An owlbear's screech echoes through dark valleys and
benighted forests, piercing the quiet night to announce
the death of its prey.
The 4e owlbear has an encounter power called 'Stunning Screech', and it's upgraded cold-themed variant has a 'Frost Wail'.
No information appears to be present regarding sounds from owlbears in 3.0 or 3.5.
The 'Ecology of the Owlbear' article in Dragon #214 details quite a bit about the beasts, including a short story with a bunch of different owlbear screeches in a combat, as well as an explanation that owlbears can communicate via an entire language of screeches, and stats for the gregarious-yet-no-less-murderous winged owlbears. A sample:
The screech was incredible. Colin covered his ears with both hands, amazed at the sheer intensity of the creature’s death throes. After what seemed an eternity, but was probably closer to a few scarce minutes, the owlbear dropped to its side, dead.

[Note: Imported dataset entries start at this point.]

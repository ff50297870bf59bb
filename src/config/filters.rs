//! Static bounds and defaults for the filter form.

/// Bounds, step size and display precision of one numeric filter.
#[derive(Debug, Clone, Copy, PartialEq)]
pub struct FilterLimit {
    pub min: f64,
    pub max: f64,
    pub step: f64,
    /// Digits after the decimal point when displayed and sent.
    pub decimals: usize,
    pub default: f64,
}

pub struct FilterLimits {
    pub rsi1: FilterLimit,
    pub rsi2: FilterLimit,
    /// Relative volume multiplier.
    pub hacim: FilterLimit,
    /// Last candle volume in USDT.
    pub volume: FilterLimit,
    /// Percentage change.
    pub artis: FilterLimit,
    /// Multiplier applied to `step` by the coarse adjust buttons.
    pub coarse_factor: f64,
}

pub const FILTERS: FilterLimits = FilterLimits {
    rsi1: FilterLimit {
        min: 0.0,
        max: 100.0,
        step: 1.0,
        decimals: 0,
        default: 30.0,
    },
    rsi2: FilterLimit {
        min: 0.0,
        max: 100.0,
        step: 1.0,
        decimals: 0,
        default: 70.0,
    },
    hacim: FilterLimit {
        min: 0.1,
        max: 10.0,
        step: 0.1,
        decimals: 1,
        default: 1.5,
    },
    volume: FilterLimit {
        min: 0.0,
        max: 250_000.0,
        step: 100.0,
        decimals: 0,
        default: 1_000.0,
    },
    artis: FilterLimit {
        min: -100.0,
        max: 100.0,
        step: 0.1,
        decimals: 1,
        default: 1.0,
    },
    coarse_factor: 10.0,
};
#![allow(clippy::collapsible_if)]
#![allow(clippy::collapsible_else_if)]

// Core modules
pub mod app;
pub mod config;
pub mod data;
pub mod domain;
pub mod error;
mod ui;
pub mod utils;

pub use app::{App, Dashboard};
pub use data::{PageLocation, ServerOrigin};

// CLI argument parsing
use {clap::Parser, std::path::PathBuf};

#[derive(Parser, Debug, Clone, Default)]
#[command(author, version, about, long_about = None)]
pub struct Cli {
    /// Scan server origin, e.g. http://192.168.1.20:5001 (defaults to the local server)
    #[arg(long)]
    pub server: Option<String>,

    /// Coin list file (.txt, one symbol per line or comma separated) to load at startup
    #[arg(long)]
    pub coin_list: Option<PathBuf>,
}

/// Main application entry point - creates the GUI app
/// This is the public API for the binary to call
pub fn run_app(cc: &eframe::CreationContext<'_>, args: Cli) -> App {
    App::new(cc, args)
}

None of the earlier versions of the owlbear seem to list a definite sound, and most lack any sort of extensive description. The rules cyclopedia elaborates a bit on the bear hug, but the rest of the sources seem to merely update the stats for the new edition and stick with Gygax's original description in supplement I: Greyhawk, minus the Gygaxian prose (e.g. using 'head' instead of 'cranial region')
OWL BEARS: Creatures of horrid visage and disposition. Owl Bears will attack whatever they see and fight to the death. They deliver a "hug" just as a Werebear, for example, as well as great damage from beak, tooth, and claw. A large male will stand 8' tall, weigh 1,500 pounds, and have claws over 2" long. Bodies are furry, tending towards feathers over the cranial region, and the skin is very thick.

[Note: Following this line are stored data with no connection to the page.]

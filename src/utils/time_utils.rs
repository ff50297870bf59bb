use chrono::{DateTime, Local};
use std::time::Duration;

/// Monotonic instant that also works on wasm32 (where `std::time::Instant` panics).
pub type AppInstant = web_time::Instant;

pub const STANDARD_CLOCK_FORMAT: &str = "%H:%M:%S";

pub fn ms(millis: u64) -> Duration {
    Duration::from_millis(millis)
}

/// Wall-clock time of day, for display only.
pub fn local_clock_string(at: DateTime<Local>) -> String {
    format!("{}", at.format(STANDARD_CLOCK_FORMAT))
}

pub fn format_duration(d: Duration) -> String {
    let secs = d.as_secs();
    if secs < 60 {
        return format!("{}s", secs);
    }
    let mins = secs / 60;
    if mins < 60 {
        return format!("{}m {}s", mins, secs % 60);
    }
    format!("{}h {}m", mins / 60, mins % 60)
}

#[cfg(test)]
mod tests {
    use super::*;

    #[test]
    fn durations_pick_the_largest_sensible_unit() {
        assert_eq!(format_duration(Duration::from_secs(42)), "42s");
        assert_eq!(format_duration(Duration::from_secs(125)), "2m 5s");
        assert_eq!(format_duration(Duration::from_secs(3_720)), "1h 2m");
    }
}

That said, among players of D&D there's been a persistent tradition of combining the hoot or screech of an owl with the roar of a bear as the noise of an owlbear, such as demonstrated in this Penny Arcade D&D game, or this homebrew sound effect for Lost Mine of Phandelever, among others.
For third edition material, it should be noted that Pathfinder does have some descriptions of owlbears and their noises and/or lack thereof, but I'm not sure that system is within the scope of your question, since it's not part of Paizo's work as the erstwhile licenced third-party publisher of Dungeon and Dragon but rather part of their standalone system in which they are the first-party author. In case you care, in Pathfinder, The First Owlbear is 'spookily silent'.